# Material supplied
□ □ □ □

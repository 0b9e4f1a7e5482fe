//! OpenConnect output classification
//!
//! Each output stream of the child gets one reader task. Every line is handed
//! to an ordered list of independent consumers: one republishes the raw line
//! to clients, another looks for the tunnel-device attach message.

use regex::{Captures, Regex};
use std::panic::{AssertUnwindSafe, catch_unwind};
use std::sync::{Arc, LazyLock};
use tokio::io::{AsyncBufReadExt, AsyncRead, BufReader};
use tokio::task::JoinHandle;
use tokio_util::sync::CancellationToken;
use tracing::{debug, error, warn};

/// Matches e.g. `Using Wintun device 'corp.vpn', index 7` and the TAP/tun
/// variants. The device type is any word-with-hyphens token.
pub const DEVICE_ATTACH_PATTERN: &str =
    r"Using (?P<devicename>[\w-]+) device '(?P<name>[^']+)', index (?P<index>\d+)";

static DEVICE_ATTACH_RE: LazyLock<Regex> = LazyLock::new(|| {
    Regex::new(DEVICE_ATTACH_PATTERN).expect("device attach pattern is valid")
});

/// Receives lines from a process stream.
pub trait LineConsumer: Send + Sync {
    fn consume(&self, line: &str);
}

impl<F> LineConsumer for F
where
    F: Fn(&str) + Send + Sync,
{
    fn consume(&self, line: &str) {
        self(line)
    }
}

/// Fans a single line out to several consumers, in order.
///
/// A consumer that panics is reported and skipped; the remaining consumers
/// still see the line.
#[derive(Clone, Default)]
pub struct Demultiplexer {
    consumers: Vec<Arc<dyn LineConsumer>>,
}

impl Demultiplexer {
    pub fn new() -> Self {
        Self::default()
    }

    pub fn with(mut self, consumer: impl LineConsumer + 'static) -> Self {
        self.consumers.push(Arc::new(consumer));
        self
    }

    pub fn push(&mut self, consumer: Arc<dyn LineConsumer>) {
        self.consumers.push(consumer);
    }

    pub fn len(&self) -> usize {
        self.consumers.len()
    }

    pub fn is_empty(&self) -> bool {
        self.consumers.is_empty()
    }
}

impl LineConsumer for Demultiplexer {
    fn consume(&self, line: &str) {
        for (i, consumer) in self.consumers.iter().enumerate() {
            if catch_unwind(AssertUnwindSafe(|| consumer.consume(line))).is_err() {
                error!("Line consumer {} panicked; continuing with the rest", i);
            }
        }
    }
}

/// Applies a regular expression to each line and dispatches on match.
pub struct PatternMatcher<F> {
    pattern: Regex,
    on_match: F,
}

impl<F> PatternMatcher<F>
where
    F: Fn(&str, &Captures<'_>) + Send + Sync,
{
    pub fn new(pattern: Regex, on_match: F) -> Self {
        Self { pattern, on_match }
    }
}

impl<F> LineConsumer for PatternMatcher<F>
where
    F: Fn(&str, &Captures<'_>) + Send + Sync,
{
    fn consume(&self, line: &str) {
        if let Some(captures) = self.pattern.captures(line) {
            (self.on_match)(line, &captures);
        }
    }
}

/// Virtual interface reported by OpenConnect once the tunnel is bound.
#[derive(Debug, Clone, PartialEq, Eq)]
pub struct TunnelDevice {
    /// Driver/device type token, e.g. `Wintun`, `TAP-Windows`, `tun`
    pub device_type: String,
    /// Interface name, e.g. `corp.vpn`
    pub name: String,
    /// OS interface index, kept as reported
    pub index: String,
}

impl TunnelDevice {
    fn from_captures(captures: &Captures<'_>) -> Option<Self> {
        Some(Self {
            device_type: captures.name("devicename")?.as_str().to_string(),
            name: captures.name("name")?.as_str().to_string(),
            index: captures.name("index")?.as_str().to_string(),
        })
    }

    /// Extract the device from an attach line, if the line is one.
    pub fn parse_line(line: &str) -> Option<Self> {
        DEVICE_ATTACH_RE
            .captures(line)
            .and_then(|c| Self::from_captures(&c))
    }
}

/// Consumer that reports the tunnel device when the attach line shows up.
pub fn device_attach_matcher<F>(on_attach: F) -> impl LineConsumer
where
    F: Fn(TunnelDevice) + Send + Sync,
{
    PatternMatcher::new(DEVICE_ATTACH_RE.clone(), move |_line, captures| {
        if let Some(device) = TunnelDevice::from_captures(captures) {
            on_attach(device);
        }
    })
}

/// Consecutive read failures after which a stream is given up on.
const MAX_READ_ERRORS: u32 = 5;

/// Read `stream` line by line until end-of-stream or `stop`, feeding each
/// line (trailing whitespace trimmed) to `consumer`.
///
/// Output is not guaranteed to be UTF-8. Invalid sequences are replaced and
/// reading continues; the pipe must stay open while the child writes to it.
pub fn spawn_line_reader<R>(
    stream: R,
    stream_name: &'static str,
    consumer: Arc<dyn LineConsumer>,
    stop: CancellationToken,
) -> JoinHandle<()>
where
    R: AsyncRead + Send + Unpin + 'static,
{
    tokio::spawn(async move {
        let mut reader = BufReader::new(stream);
        let mut buf = Vec::new();
        let mut errors = 0;
        loop {
            buf.clear();
            let next = tokio::select! {
                biased;
                _ = stop.cancelled() => break,
                next = reader.read_until(b'\n', &mut buf) => next,
            };
            match next {
                Ok(0) => break,
                Ok(_) => {
                    errors = 0;
                    let line = String::from_utf8_lossy(&buf);
                    consumer.consume(line.trim_end());
                }
                Err(e) => {
                    errors += 1;
                    if errors >= MAX_READ_ERRORS {
                        error!("Giving up on {} after repeated read errors: {}", stream_name, e);
                        break;
                    }
                    warn!("Error reading from {}: {}", stream_name, e);
                }
            }
        }
        debug!("{} reader finished", stream_name);
    })
}

#[cfg(test)]
mod tests {
    use super::*;
    use std::sync::Mutex;

    #[test]
    fn test_parse_wintun_line() {
        let device = TunnelDevice::parse_line("Using Wintun device 'corp.vpn', index 7").unwrap();
        assert_eq!(device.device_type, "Wintun");
        assert_eq!(device.name, "corp.vpn");
        assert_eq!(device.index, "7");
    }

    #[test]
    fn test_parse_tap_windows_line() {
        let device =
            TunnelDevice::parse_line("Using TAP-Windows device 'Local Area Connection', index 16")
                .unwrap();
        assert_eq!(device.device_type, "TAP-Windows");
        assert_eq!(device.name, "Local Area Connection");
        assert_eq!(device.index, "16");
    }

    #[test]
    fn test_parse_other_variants() {
        let device = TunnelDevice::parse_line("Using tun device 'tun0', index 5").unwrap();
        assert_eq!(device.device_type, "tun");
        assert_eq!(device.name, "tun0");

        let device =
            TunnelDevice::parse_line("Using Wintun device 'VPN-Connection_123', index 42").unwrap();
        assert_eq!(device.name, "VPN-Connection_123");
        assert_eq!(device.index, "42");
    }

    #[test]
    fn test_wrong_verb_not_matched() {
        assert!(TunnelDevice::parse_line("Connected to Wintun device 'x', index 1").is_none());
        assert!(TunnelDevice::parse_line("Using Wintun device 'x', index ").is_none());
        assert!(TunnelDevice::parse_line("Got CONNECT response: HTTP/1.1 200 OK").is_none());
    }

    #[test]
    fn test_demultiplexer_keeps_order() {
        let seen = Arc::new(Mutex::new(Vec::new()));
        let a = seen.clone();
        let b = seen.clone();
        let demux = Demultiplexer::new()
            .with(move |line: &str| a.lock().unwrap().push(format!("a:{}", line)))
            .with(move |line: &str| b.lock().unwrap().push(format!("b:{}", line)));

        demux.consume("one");
        demux.consume("two");

        assert_eq!(*seen.lock().unwrap(), vec!["a:one", "b:one", "a:two", "b:two"]);
    }

    #[test]
    fn test_demultiplexer_survives_panicking_consumer() {
        let seen = Arc::new(Mutex::new(Vec::new()));
        let sink = seen.clone();
        let demux = Demultiplexer::new()
            .with(|line: &str| {
                if !line.is_empty() {
                    panic!("consumer failure");
                }
            })
            .with(move |line: &str| sink.lock().unwrap().push(line.to_string()));

        demux.consume("still delivered");
        demux.consume("and again");

        assert_eq!(*seen.lock().unwrap(), vec!["still delivered", "and again"]);
    }

    #[test]
    fn test_device_attach_matcher() {
        let found = Arc::new(Mutex::new(None));
        let slot = found.clone();
        let matcher = device_attach_matcher(move |device| *slot.lock().unwrap() = Some(device));

        matcher.consume("POST https://vpn.example.com/");
        assert!(found.lock().unwrap().is_none());

        matcher.consume("Using Wintun device 'corp.vpn', index 7");
        assert_eq!(found.lock().unwrap().as_ref().unwrap().index, "7");
    }

    #[tokio::test]
    async fn test_line_reader_delivers_until_eof() {
        let seen = Arc::new(Mutex::new(Vec::new()));
        let sink = seen.clone();
        let consumer: Arc<dyn LineConsumer> =
            Arc::new(move |line: &str| sink.lock().unwrap().push(line.to_string()));

        let input: &[u8] = b"first line  \r\nsecond\nlast without newline";
        let handle = spawn_line_reader(input, "stdout", consumer, CancellationToken::new());
        handle.await.unwrap();

        assert_eq!(
            *seen.lock().unwrap(),
            vec!["first line", "second", "last without newline"]
        );
    }

    #[tokio::test]
    async fn test_line_reader_survives_non_utf8_output() {
        let seen = Arc::new(Mutex::new(Vec::new()));
        let found = Arc::new(Mutex::new(None));
        let sink = seen.clone();
        let slot = found.clone();
        let consumer: Arc<dyn LineConsumer> = Arc::new(
            Demultiplexer::new()
                .with(move |line: &str| sink.lock().unwrap().push(line.to_string()))
                .with(device_attach_matcher(move |device| {
                    *slot.lock().unwrap() = Some(device)
                })),
        );

        let input: &[u8] = b"Verbindung zu Ger\xe4t\r\nUsing Wintun device 'corp.vpn', index 7\n";
        let handle = spawn_line_reader(input, "stdout", consumer, CancellationToken::new());
        handle.await.unwrap();

        let seen = seen.lock().unwrap();
        assert_eq!(seen.len(), 2);
        assert_eq!(seen[0], "Verbindung zu Ger\u{FFFD}t");
        assert_eq!(found.lock().unwrap().as_ref().unwrap().name, "corp.vpn");
    }

    #[tokio::test]
    async fn test_line_reader_stops_on_signal() {
        let (reader, _writer) = tokio::io::duplex(64);
        let stop = CancellationToken::new();
        let consumer: Arc<dyn LineConsumer> = Arc::new(|_: &str| {});
        let handle = spawn_line_reader(reader, "stderr", consumer, stop.clone());

        stop.cancel();
        tokio::time::timeout(std::time::Duration::from_secs(1), handle)
            .await
            .expect("reader should stop promptly")
            .unwrap();
    }
}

□ □ □ □

# Assigned task
Where does the word "static" appear in the records above? Return every line that holds it.

# Response to the task
static DEVICE_ATTACH_RE: LazyLock<Regex> = LazyLock::new(|| {
    pub fn with(mut self, consumer: impl LineConsumer + 'static) -> Self {
    stream_name: &'static str,
    R: AsyncRead + Send + Unpin + 'static,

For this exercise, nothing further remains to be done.